A solution to XX1 is actually given in the HOL4 documentation [2], but it has never been implemented. The solution comprises a new principle for defining types that I will call new_type_specification. This takes as input two theorems as follows7 :
$$\begin{aligned} \begin{array}{ll} \vdash \exists x:\sigma {\cdot }\, p\,x \\ \vdash (\exists rep :\beta \rightarrow \sigma {\cdot }\, {\mathsf {Type\_Definition}}\,p\, rep ) \Rightarrow q \end{array} \end{aligned}$$
Here p is a closed term of type \(\sigma \rightarrow {\mathsf {bool}}\) and q is a closed term of type \({\mathsf {bool}}\). The type variables in p must be contained in a given list \(\alpha _1, \ldots , \alpha _n\) of type variables. \(\beta \) must be a type variable that is not one of the \(\alpha _j\). \(\mathtt{new\_type\_specification}\) introduces a new n-ary type constructor8 \({\mathsf {op}}\) together with the axiom:
$$\begin{aligned} \vdash q[(\alpha _1, \ldots , \alpha _n){\mathsf {op}}/\beta ]. \end{aligned}$$
The idea here is that q represents some desired property of the generic instance \((\alpha _1, \ldots , \alpha _n){\mathsf {op}}\) of the new type with \(\beta \) standing in for that instance. We prove that property holds on the assumption that there is a one-to-one mapping \( rep \) between \(\beta \) and the extent of the predicate p on the representation type \(\sigma \). We then receive the property q with \(\beta \) instantiated accordingly as the defining property of the new type.
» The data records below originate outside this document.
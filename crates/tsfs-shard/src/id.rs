//! Identifiers naming a logical time series or blob.

use std::fmt;
use std::str::FromStr;

use crate::{Result, ShardError, BIN_DIR_PREFIX, ENTRY_FILE};

/// Names a shard directory keeps for itself next to its bins.
const RESERVED_SEGMENTS: &[&str] = &[ENTRY_FILE, "fsid.lmdb", "fsid.btree", "data.seq", "meta.seq"];

/// An identifier made of a grouping `path` and a `name`.
///
/// Ordering and equality are structural: first by path, then by name.
/// The path selects the shard; the name selects the file inside it.
#[derive(Debug, Clone, PartialEq, Eq, PartialOrd, Ord, Hash)]
pub struct FsId {
    path: String,
    name: String,
}

impl FsId {
    /// Build an identifier, validating both parts.
    ///
    /// `path` must be absolute, must not end in `/` (other than the root
    /// itself) and must not contain NUL. Every segment must be non-empty,
    /// not `.` or `..`, must not start with the bin prefix and must not
    /// collide with a file a shard keeps beside its bins, so each path maps
    /// to exactly one directory under its root. `name` must be non-empty and
    /// free of `/` and NUL.
    pub fn new(path: impl Into<String>, name: impl Into<String>) -> Result<Self> {
        let path = path.into();
        let name = name.into();

        if !path.starts_with('/') || (path.len() > 1 && path.ends_with('/')) || path.contains('\0')
        {
            return Err(ShardError::InvalidId(format!("bad path part {:?}", path)));
        }
        if path.len() > 1 {
            if let Some(segment) = path[1..].split('/').find(|s| !is_valid_segment(s)) {
                return Err(ShardError::InvalidId(format!(
                    "bad segment {:?} in path {:?}",
                    segment, path
                )));
            }
        }
        if name.is_empty() || name.contains('/') || name.contains('\0') {
            return Err(ShardError::InvalidId(format!("bad name part {:?}", name)));
        }
        Ok(Self { path, name })
    }

    /// Identifier standing for a whole path; the name is a placeholder.
    pub fn for_path(path: impl Into<String>) -> Result<Self> {
        Self::new(path, "_")
    }

    pub fn path(&self) -> &str {
        &self.path
    }

    pub fn name(&self) -> &str {
        &self.name
    }

    /// Path relative to a data-type root (leading `/` stripped).
    pub fn relative_path(&self) -> &str {
        self.path.trim_start_matches('/')
    }
}

fn is_valid_segment(segment: &str) -> bool {
    !segment.is_empty()
        && segment != "."
        && segment != ".."
        && !segment.starts_with(BIN_DIR_PREFIX)
        && !RESERVED_SEGMENTS.contains(&segment)
}

impl fmt::Display for FsId {
    fn fmt(&self, f: &mut fmt::Formatter<'_>) -> fmt::Result {
        if self.path == "/" {
            write!(f, "/{}", self.name)
        } else {
            write!(f, "{}/{}", self.path, self.name)
        }
    }
}

impl FromStr for FsId {
    type Err = ShardError;

    fn from_str(s: &str) -> Result<Self> {
        let split = s
            .rfind('/')
            .ok_or_else(|| ShardError::InvalidId(format!("{:?} has no path part", s)))?;
        let path = if split == 0 { "/" } else { &s[..split] };
        Self::new(path, &s[split + 1..])
    }
}
//! # tsfs-alloc
//!
//! Storage allocation for identifiers in lane-packed container files.
//!
//! Many small byte streams share one container file. Each stream owns one
//! lane: a fixed-size segment repeated in every super block of the file.
//! Every identifier gets a data lane and a metadata lane, recorded in an
//! [`OrderedIndex`](tsfs_index::OrderedIndex) next to its shard.
//!
//! ## Shard Layout
//!
//! ```text
//! <shard root>/
//! ├── shard.properties
//! ├── fsid.lmdb/          # identifier -> LocationRecord
//! ├── data.seq            # data lane sequence
//! ├── meta.seq            # metadata lane sequence
//! └── hd-*/.../d-17.dat   # containers, placed by the shard
//! ```

mod allocator;
mod handle;
mod lane;
mod lane_allocator;
mod registry;
mod stream;

pub use allocator::{
    container_name, parse_container_name, ContainerKind, GcReport, StorageAllocator,
    DATA_SEQUENCE_FILE, INDEX_DIR, LEGACY_INDEX_FILE, META_SEQUENCE_FILE,
};
pub use handle::StorageHandle;
pub use lane::{LaneAddressSpace, ReservedAddressSpace, LANE_BLOCK_SIZE};
pub use lane_allocator::LaneAllocator;
pub use registry::AllocatorRegistry;
pub use stream::NonContiguousFile;

use std::path::PathBuf;

use thiserror::Error;
use tsfs_index::IndexError;
use tsfs_shard::{FsId, ShardError};

/// Errors that can occur during allocation
#[derive(Error, Debug)]
pub enum AllocError {
    #[error("I/O error: {0}")]
    Io(#[from] std::io::Error),

    #[error(transparent)]
    Shard(#[from] ShardError),

    #[error(transparent)]
    Index(#[from] IndexError),

    #[error("Index at {} has not been converted to the current format", .0.display())]
    UnconvertedIndex(PathBuf),

    #[error("Unknown identifier: {0}")]
    UnknownId(FsId),

    #[error("Identifier has no lanes assigned: {0}")]
    NoStorage(FsId),

    #[error("Container file numbers exhausted")]
    LanesExhausted,

    #[error("Invalid lane configuration: {0}")]
    InvalidConfig(String),

    #[error("Allocator cache lock poisoned")]
    LockPoisoned,
}

pub type Result<T> = std::result::Result<T, AllocError>;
A proof of the model-theoretic conservativness of new_type_specification is given in [2]. The model-theoretic conservativeness of new_type_definition follows from this, since the effect of the latter can be achieved with the former if we take q to be \(\exists rep :\beta \rightarrow \sigma {\cdot }\, {\mathsf {Type\_Definition}}\,p\, rep \). However, because HOL is not complete with respect to the standard semantics, we cannot deduce from this that new_type_specification is conservative in the proof-theoretic sense. It can be shown that new_type_specification is proof-theoretically conservative using the method of Henkin models [9] (since, \(\mathtt{new\_type\_specification}\) is conservative in the model-theoretic sense under the Henkin semantics, but then as the proof system is complete for the Henkin semantics, we can conclude that \(\mathtt{new\_type\_specification}\) and hence \(\mathtt{new\_type\_definition}\) are proof-theoretically conservative). A direct syntactic proof of the conservativeness of new_type_specification seems much more difficult: an analogous principle for introducing new sorts in many-sorted first-order logic is easily justified using relativisation of quantifiers, but this line of argument does not generalise straightforwardly to the full typed \(\lambda \)-calculus.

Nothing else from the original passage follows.